Escolhido pelo presidente Lula para ser o interventor na segurança pública do Distrito Federal, Ricardo Cappelli chama a atenção para o preparo demonstrado pela linha de frente dos golpistas, indicando que seus movimentos já estavam planejados quando chegaram à Esplanada dos Ministérios. “Imagens mostram o momento em que homens se aproximam da primeira fila de gradis e, ao invés de empurrar, puxam, de forma sincronizada, derrubando a contenção. Segundo policiais, ‘manifestantes’ usavam rádios para se comunicar. Estamos apurando tudo. O dia 8 ainda não acabou”, afirmou Cappelli, em uma rede social.
Entre os principais indícios de premeditação colhidos até agora estão os próprios depoimentos de presos durante as invasões e no dia seguinte, no Quartel-General do Exército, onde o grupo se concentrou antes de se dirigir à Praça dos Três Poderes. Um dos presos relatou, por exemplo, que, desde a saída do QG, manifestantes afirmavam que a intenção era invadir o Congresso.
Em outro depoimento, obtido pelo GLOBO, um dos presos admite que o objetivo da manifestação era criar um tumulto a ponto que “as Forças Armadas fizessem algo para salvar o Brasil, e não deixasse que o presidente (Lula) acabasse com as Famílias e com a religião”.O rol de provas à disposição inclui uma série de publicações nas redes sociais que convocavam manifestantes com o claro propósito de confronto. Em um deles, encontrado pelo GLOBO, há a recomendação para “deixar idosos e crianças no QG”. Segundo o criminalista Aury Lopes Junior, professor de Direito Processual Penal da PUC-RS, outras evidências poderão ser obtidas a partir da quebra de sigilo telemático dos investigados.
— Se você está num grupo onde está sendo falado abertamente o que vai ser feito, você faz parte dessa associação criminosa. Se foi tudo desenhado, premeditado, se está acompanhando, significa dizer que você está premeditando, está planejando e, se foi preso, está executando — diz Lopes Jr.
De acordo com o advogado criminalista Taiguara Libano Soares, professor de Direito Penal da Universidade Federal Fluminense e do Ibmec-RJ, o fato de um crime ser premeditado não o torna mais ou menos grave, mas seus indícios permitem identificar de forma clara qual era o objetivo final. Segundo o Código do Processo Penal, toda conduta que incorra em um crime deve ser individualizada.

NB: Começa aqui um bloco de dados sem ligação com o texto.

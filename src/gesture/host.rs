//! Capabilities a host provides to the drag gesture.

use crate::scroll::Viewport;
use std::time::Duration;

/// Identifies one scheduled tick.
///
/// Hosts hand out a fresh handle per [`DragHost::schedule_tick`] call and
/// deliver it back in [`GestureEvent::Tick`] when it fires.
#[derive(Debug, Clone, Copy, PartialEq, Eq, Hash)]
pub struct TimerHandle(u64);

impl TimerHandle {
    /// Wrap a host-chosen id.
    pub fn new(id: u64) -> Self {
        Self(id)
    }

    /// The host-chosen id.
    pub fn id(&self) -> u64 {
        self.0
    }
}

/// Input seen by a running gesture.
#[derive(Debug, Clone, Copy, PartialEq, Eq)]
pub enum GestureEvent {
    /// The pointer moved; `y` is in the same units as [`DragHost::pointer_y`].
    PointerMove {
        /// Vertical pointer coordinate.
        y: i64,
    },
    /// Restore the pre-gesture view and keep dragging.
    Cancel,
    /// Re-anchor the drag without restoring.
    Pause,
    /// A scheduled tick fired.
    Tick(TimerHandle),
    /// Anything else (button release, unrelated key). Ends the gesture.
    Other,
}

/// The press that starts a gesture, in host pointer units.
#[derive(Debug, Clone, Copy, PartialEq, Eq, Default)]
pub struct PointerEvent {
    /// Horizontal pointer coordinate.
    pub x: i64,
    /// Vertical pointer coordinate.
    pub y: i64,
}

impl PointerEvent {
    /// Pointer press at `x`, `y`.
    pub fn new(x: i64, y: i64) -> Self {
        Self { x, y }
    }
}

/// Everything the gesture controller needs from its host.
///
/// The controller holds `&mut` to the host for the whole gesture, so the
/// viewport cannot be scrolled by anything else meanwhile. Timers are
/// cooperative: a tick is only ever observed through [`DragHost::next_event`],
/// on the same thread as input.
pub trait DragHost {
    /// The viewport being scrolled.
    type Viewport: Viewport;

    /// Failure reading input or redrawing.
    type Error;

    /// The viewport under control.
    fn viewport(&mut self) -> &mut Self::Viewport;

    /// Height of one content line in pointer units (pixels).
    fn line_height(&self) -> u32;

    /// Current vertical pointer coordinate.
    fn pointer_y(&self) -> i64;

    /// Block until the next input or the active tick.
    ///
    /// # Errors
    ///
    /// Host-specific input failures; they end the gesture.
    fn next_event(&mut self) -> Result<GestureEvent, Self::Error>;

    /// Arrange for a [`GestureEvent::Tick`] after `delay`.
    fn schedule_tick(&mut self, delay: Duration) -> TimerHandle;

    /// Drop a tick scheduled earlier. Unknown or fired handles are ignored.
    fn cancel_tick(&mut self, handle: TimerHandle);

    /// Redraw now.
    ///
    /// # Errors
    ///
    /// Host-specific rendering failures; they end the gesture.
    fn request_redraw(&mut self) -> Result<(), Self::Error>;

    /// The pointer moved for the first time in this gesture.
    fn notify_gesture_begin(&mut self) {}

    /// A gesture that really scrolled has ended.
    fn notify_gesture_end(&mut self) {}

    /// The viewport ended the gesture at a new position.
    fn notify_viewport_scrolled(&mut self) {}

    /// Make the viewport under `event` the one [`DragHost::viewport`] returns.
    fn focus_pointer_target(&mut self, _event: &PointerEvent) {}
}
//! Keyboard bindings configuration.

use crate::model::key_action::KeyAction;
use crossterm::event::KeyEvent;
use std::collections::HashMap;

/// Maps keyboard events to domain actions.
///
/// Provides default vim-style bindings.
#[derive(Debug, Clone)]
pub struct KeyBindings {
    bindings: HashMap<KeyEvent, KeyAction>,
}

impl KeyBindings {
    /// Look up the action for a key event.
    pub fn get(&self, key: KeyEvent) -> Option<KeyAction> {
        self.bindings.get(&key).copied()
    }
}

impl Default for KeyBindings {
    fn default() -> Self {
        use crossterm::event::{KeyCode, KeyModifiers};

        let mut bindings = HashMap::new();
        let mut bind = |code: KeyCode, modifiers: KeyModifiers, action: KeyAction| {
            bindings.insert(KeyEvent::new(code, modifiers), action);
        };

        // Vim-style scrolling
        bind(KeyCode::Char('j'), KeyModifiers::NONE, KeyAction::ScrollDown);
        bind(KeyCode::Char('k'), KeyModifiers::NONE, KeyAction::ScrollUp);
        bind(KeyCode::Char('g'), KeyModifiers::NONE, KeyAction::ScrollToTop);
        bind(KeyCode::Char('G'), KeyModifiers::SHIFT, KeyAction::ScrollToBottom);

        // Arrow keys and paging
        bind(KeyCode::Down, KeyModifiers::NONE, KeyAction::ScrollDown);
        bind(KeyCode::Up, KeyModifiers::NONE, KeyAction::ScrollUp);
        bind(KeyCode::Home, KeyModifiers::NONE, KeyAction::ScrollToTop);
        bind(KeyCode::End, KeyModifiers::NONE, KeyAction::ScrollToBottom);
        bind(KeyCode::PageDown, KeyModifiers::NONE, KeyAction::PageDown);
        bind(KeyCode::PageUp, KeyModifiers::NONE, KeyAction::PageUp);
        bind(KeyCode::Char('d'), KeyModifiers::CONTROL, KeyAction::PageDown);
        bind(KeyCode::Char('u'), KeyModifiers::CONTROL, KeyAction::PageUp);

        // Panes
        bind(KeyCode::Tab, KeyModifiers::NONE, KeyAction::NextPane);

        // Drag gesture
        bind(KeyCode::Esc, KeyModifiers::NONE, KeyAction::CancelDrag);
        bind(KeyCode::Char(' '), KeyModifiers::NONE, KeyAction::PauseDrag);

        // Application
        bind(KeyCode::Char('q'), KeyModifiers::NONE, KeyAction::Quit);
        bind(KeyCode::Char('c'), KeyModifiers::CONTROL, KeyAction::Quit);

        Self { bindings }
    }
}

Em outras palavras, é impossível imputar a todas as pessoas que participaram dos atos o crime de golpe de Estado apenas porque estavam presentes.
— Caso exista um acervo probatório que permita revelar que os agentes que participaram da invasão tinham interesse não apenas em depredar prédios públicos, mas depor o governo, isso permitiria a acusação por esse crime (golpe de Estado) — diz o criminalista.
Para o especialista, a tese de crime premeditado encontra mais dificuldade para ser comprovada no caso da atuação das forças de segurança no dia das invasões. Vídeos mostram pouca resistência e, em alguns casos, até mesmo conivência por parte de policiais que atuavam no dia. Para Soares, a exemplo dos invasores, o grau de premeditação teria que ser comprovado para além de uma possível prevaricação, isto é, omissão em relação ao seu dever funcional. Isso seria possível por meio da identificação de um eventual plano prévio de sabotagem.
Nesta segunda-feira, o Ministério Público Federal divulgou uma das denúncias apresentadas em relação aos atos. No documento, a Procuradoria inclui três imagens de convocação que confirmam que a invasão era planejada.